La pose de la sonde est favorisée par l’écartement des anneaux distaux à l’aide d’un fil de traction. La portion intratrachéale du tube doit être parallèle à la paroi afin d’éviter les frottements. Pour limiter le risque de nécrose, le ballonnet n’est que modérément gonflé, et uniquement si l’animal nécessite d’être ventilé. Il doit être dégonflé et repositionné toutes les quatre heures pendant l’hospitalisation. Les muscles sont rapprochés et la peau suturée de façon lâche autour du tube afin de faciliter son retrait en cas d’obstruction (photo). Un bandage est utilisé pour sécuriser la sonde autour du cou de l’animal.
La trachéostomie temporaire est une procédure incluant de nombreux soins postopératoires, ce qui nécessite de placer l’animal en soins intensifs [2]. Il est recommandé de nettoyer la plaie opératoire ainsi que la sonde au minimum trois à quatre fois par jour et de les désinfecter à la chlorhexidine. La présence d’une canule interne amovible facilite cette manipulation. Il convient également d’humidifier l’air inspiré à l’aide d’un filtre humidificateur, en utilisant régulièrement un nébuliseur ou par des instillations de sérum physiologique dans la sonde toutes les deux heures [1]. L’irritation de la muqueuse trachéale par le tube ou l’air sec stimule la production de mucus qui doit être aspiré fréquemment pour éviter l’obstruction de la sonde et prévenir le risque d’asphyxie. La sonde est retirée le plus tôt possible, dès que la perméabilité des voies respiratoires hautes est rétablie, ce qui peut être vérifié en obstruant le tube avant son retrait. Les soins de la plaie sont poursuivis quotidiennement jusqu’à sa cicatrisation par seconde intention.

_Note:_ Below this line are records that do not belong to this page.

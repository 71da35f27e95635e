//! Shim Declaration Model
//!
//! Pure data structures describing library primitives (declarations, C
//! types, parameter conventions) and the wrapper manifest handed to binding
//! generators. No file I/O and no code generation lives here.

pub mod conventions;
pub mod ctype;
pub mod manifest;
pub mod types;

// Re-export commonly used types at the crate root
pub use conventions::*;
pub use ctype::{CType, CTypeError};
pub use manifest::*;
pub use types::*;
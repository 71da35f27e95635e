use shim_types::RejectedEntry;
use std::path::PathBuf;
use thiserror::Error;

/// Errors that abort a generation pass.
///
/// Every variant is fatal: nothing is written when one is returned.
#[derive(Debug, Error)]
pub enum GenerateError {
    /// Declarations that cannot be wrapped without changing their contract
    #[error("{} declaration(s) cannot be wrapped: {}", .0.len(), list_rejects(.0))]
    Rejected(Vec<RejectedEntry>),

    /// Two wrappers, or a wrapper and a library symbol, would share a name
    #[error("Naming collision: {0}")]
    NamingCollision(String),

    /// An emitted forwarder is not a pure pass-through of its declaration
    #[error("Semantic drift in '{name}': {detail}")]
    SemanticDrift { name: String, detail: String },

    /// Header or coverage file loading failed
    #[error("Failed to load declarations: {0:#}")]
    Load(anyhow::Error),

    #[error("I/O error on '{path}': {source}")]
    Io {
        path: PathBuf,
        #[source]
        source: std::io::Error,
    },

    #[error("Failed to serialize manifest: {0}")]
    Serialize(String),

    /// The suffix must keep exported names valid C identifiers
    #[error("Invalid wrapper suffix '{0}': expected one or more of [A-Za-z0-9_]")]
    InvalidSuffix(String),

    /// The declaration set is empty, usually a misconfigured header directory
    #[error("No declarations found")]
    Empty,
}

impl GenerateError {
    pub fn io(path: impl Into<PathBuf>, source: std::io::Error) -> Self {
        GenerateError::Io {
            path: path.into(),
            source,
        }
    }
}

fn list_rejects(rejects: &[RejectedEntry]) -> String {
    rejects
        .iter()
        .map(|r| format!("{} ({})", r.name, r.reason))
        .collect::<Vec<_>>()
        .join(", ")
}

#[cfg(test)]
mod tests {
    use super::*;

    #[test]
    fn rejected_lists_every_name() {
        let err = GenerateError::Rejected(vec![
            RejectedEntry {
                name: "flint_printf".to_string(),
                reason: "variadic".to_string(),
            },
            RejectedEntry {
                name: "FLINT_SWAP".to_string(),
                reason: "untyped macro".to_string(),
            },
        ]);
        assert_eq!(
            err.to_string(),
            "2 declaration(s) cannot be wrapped: flint_printf (variadic), FLINT_SWAP (untyped macro)"
        );
    }

    #[test]
    fn load_keeps_the_context_chain() {
        let inner = anyhow::anyhow!("missing").context("Failed to read 'a.yaml'");
        let err = GenerateError::Load(inner);
        assert_eq!(err.to_string(), "Failed to load declarations: Failed to read 'a.yaml': missing");
    }
}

Les complications associées à cette procédure sont relativement fréquentes (jusqu’à 86 %) et potentiellement mortelles [3]. Il s’agit le plus souvent d’accidents lors de l’abord chirurgical entraînant une atteinte nerveuse ou vasculaire à l’origine d’une paralysie laryngée ou d’une hémorragie. L’obstruction de la canule (18 à 26 %) et son déplacement ou le retrait par l’animal (13 à 35 %) sont également rencontrés. L’aspiration des mucosités peut provoquer une hypoxie, des vomissements, un réflexe vagal ou des traumatismes de la muqueuse trachéale. Les autres complications possibles comprennent un emphysème sous-cutané, un pneumothorax, un pneumomédiastin, une nécrose trachéale, une infection trachéale ou une pneumonie. À long terme, la plus importante complication est la sténose trachéale avec une réduction de la lumière allant jusqu’à 25 % [3].